In a statement, Quality Care said it had delivered a notice of default to HCR ManorCare, its main tenant, regarding the missed payment, which Quality Care said triggers immediate payment of $265 million in additional overdue rent.
HCR ManorCare spokeswoman Julie Beckert declined to comment on the threat of receivership.
U.S. nursing homes have struggled to reconcile a tumultuous, low-margin business with declining reimbursements and increasing costs for medical supplies, insurance, aging buildings and litigation.
To protect their investments, lenders and landlords of distressed healthcare operators can ask the courts to appoint a receiver to take control of the business in the event of a default.
In the case of Toledo, Ohio-based HCR ManorCare, Quality Care said the default allows it “to terminate the master lease, appoint receivers or exercise other remedies with respect to any and all leased properties.”
Quality Care, one of the largest U.S. healthcare landlords, last month said it was seeking up to $500 million to acquire HCR ManorCare.
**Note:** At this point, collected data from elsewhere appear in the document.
use std::path::PathBuf;

use chrono::NaiveDate;
use clap::{Args, Parser, Subcommand, ValueEnum};

#[derive(Debug, Parser)]
#[command(author, version, about = "Analyze sales CSV exports", long_about = None)]
pub struct Cli {
    #[command(subcommand)]
    pub command: Commands,
}

#[derive(Debug, Subcommand)]
pub enum Commands {
    /// Probe a CSV file and map its columns onto the canonical sales schema
    Probe(ProbeArgs),
    /// Print revenue and quantity totals with growth rates
    Summary(SummaryArgs),
    /// Print a revenue/quantity time series bucketed by day or month
    Series(SeriesArgs),
    /// Rank products by revenue
    Products(ProductsArgs),
    /// Break revenue down by state and city
    Geo(QueryArgs),
    /// Break revenue down by sales channel
    Channels(QueryArgs),
    /// Flag days with anomalous revenue
    Anomalies(QueryArgs),
    /// Answer a free-text question with one of the fixed query templates
    Ask(AskArgs),
    /// Emit the flattened aggregate bundle consumed by the insights prompt
    Insights(InsightsArgs),
}

#[derive(Debug, Args)]
pub struct DataArgs {
    /// Input CSV file ('-' reads from stdin)
    #[arg(short = 'i', long = "input")]
    pub input: PathBuf,
    /// Previously probed meta file; skips re-inferring the column mapping
    #[arg(short, long)]
    pub meta: Option<PathBuf>,
    /// Maximum number of data rows to ingest (0 means no cap)
    #[arg(long = "row-limit", default_value_t = 100_000)]
    pub row_limit: usize,
    /// CSV delimiter character (supports ',', 'tab', ';', '|')
    #[arg(long, value_parser = parse_delimiter)]
    pub delimiter: Option<u8>,
    /// Character encoding of the input file (defaults to utf-8)
    #[arg(long = "input-encoding")]
    pub input_encoding: Option<String>,
}

#[derive(Debug, Args)]
pub struct ProbeArgs {
    #[command(flatten)]
    pub data: DataArgs,
    /// Destination meta file for the inference snapshot
    #[arg(short = 'o', long = "meta-out")]
    pub meta_out: Option<PathBuf>,
}

#[derive(Debug, Args)]
pub struct SummaryArgs {
    #[command(flatten)]
    pub data: DataArgs,
    /// Anchor growth buckets to this date instead of today (YYYY-MM-DD)
    #[arg(long = "as-of")]
    pub as_of: Option<NaiveDate>,
}

#[derive(Debug, Args)]
pub struct SeriesArgs {
    #[command(flatten)]
    pub data: DataArgs,
    /// Bucket size for the series
    #[arg(long, value_enum, default_value_t = Granularity::Day)]
    pub granularity: Granularity,
}

#[derive(Debug, Clone, Copy, ValueEnum, PartialEq, Eq)]
#[value(rename_all = "kebab-case")]
pub enum Granularity {
    Day,
    Month,
}

#[derive(Debug, Args)]
pub struct ProductsArgs {
    #[command(flatten)]
    pub data: DataArgs,
    /// Maximum number of products to print (0 means all)
    #[arg(long, default_value_t = 10)]
    pub limit: usize,
    /// Number of leading products to skip
    #[arg(long, default_value_t = 0)]
    pub offset: usize,
    /// Revenue sort direction
    #[arg(long, value_enum, default_value_t = Direction::Desc)]
    pub direction: Direction,
}

#[derive(Debug, Clone, Copy, ValueEnum, PartialEq, Eq)]
#[value(rename_all = "kebab-case")]
pub enum Direction {
    Asc,
    Desc,
}

#[derive(Debug, Args)]
pub struct QueryArgs {
    #[command(flatten)]
    pub data: DataArgs,
}

#[derive(Debug, Args)]
pub struct AskArgs {
    #[command(flatten)]
    pub data: DataArgs,
    /// Free-text question to route
    pub question: String,
    /// Emit the routed answer as JSON instead of a table
    #[arg(long)]
    pub json: bool,
    /// Anchor the summary template to this date instead of today
    #[arg(long = "as-of")]
    pub as_of: Option<NaiveDate>,
}

#[derive(Debug, Args)]
pub struct InsightsArgs {
    #[command(flatten)]
    pub data: DataArgs,
    /// Output file for the JSON bundle (stdout if omitted)
    #[arg(short = 'o', long = "output")]
    pub output: Option<PathBuf>,
    /// Anchor growth buckets to this date instead of today
    #[arg(long = "as-of")]
    pub as_of: Option<NaiveDate>,
}

pub fn parse_delimiter(value: &str) -> Result<u8, String> {
    match value {
        "tab" | "\t" => Ok(b'\t'),
        "comma" | "," => Ok(b','),
        "|" | "pipe" => Ok(b'|'),
        ";" | "semicolon" => Ok(b';'),
        other => {
            let mut chars = other.chars();
            let first = chars
                .next()
                .ok_or_else(|| "Delimiter cannot be empty".to_string())?;
            if chars.next().is_some() {
                return Err("Delimiter must be a single character".to_string());
            }
            if !first.is_ascii() {
                return Err("Delimiter must be ASCII".to_string());
            }
            Ok(first as u8)
        }
    }
}

#[cfg(test)]
mod tests {
    use super::*;

    #[test]
    fn parse_delimiter_accepts_named_and_literal_forms() {
        assert_eq!(parse_delimiter("tab"), Ok(b'\t'));
        assert_eq!(parse_delimiter(";"), Ok(b';'));
        assert_eq!(parse_delimiter("x"), Ok(b'x'));
        assert!(parse_delimiter("ab").is_err());
        assert!(parse_delimiter("").is_err());
    }
}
On Friday it said it remains in talks with the skilled nursing home operator about the default and other matters.
HCR ManorCare — which also operates assisted living facilities, memory care communities, outpatient rehabilitation clinics and home health care agencies across the country — confirmed ongoing discussions with its landlord.
In addition, HCR ManorCare received a $550 million loan from Centerbridge Partners this week to repay an existing term loan and outstanding loans, Beckert told Reuters in an e-mail.
Quality Care Properties was spun off from HCP Inc (HCP.N), a large healthcare real estate investment trust, in 2016 as HCR ManorCare was in decline.
Private equity firm Carlyle Group bought HCR ManorCare in a 2007 leveraged buyout for $6.3 billion and sold the properties to HCP for $6.1 billion in 2010.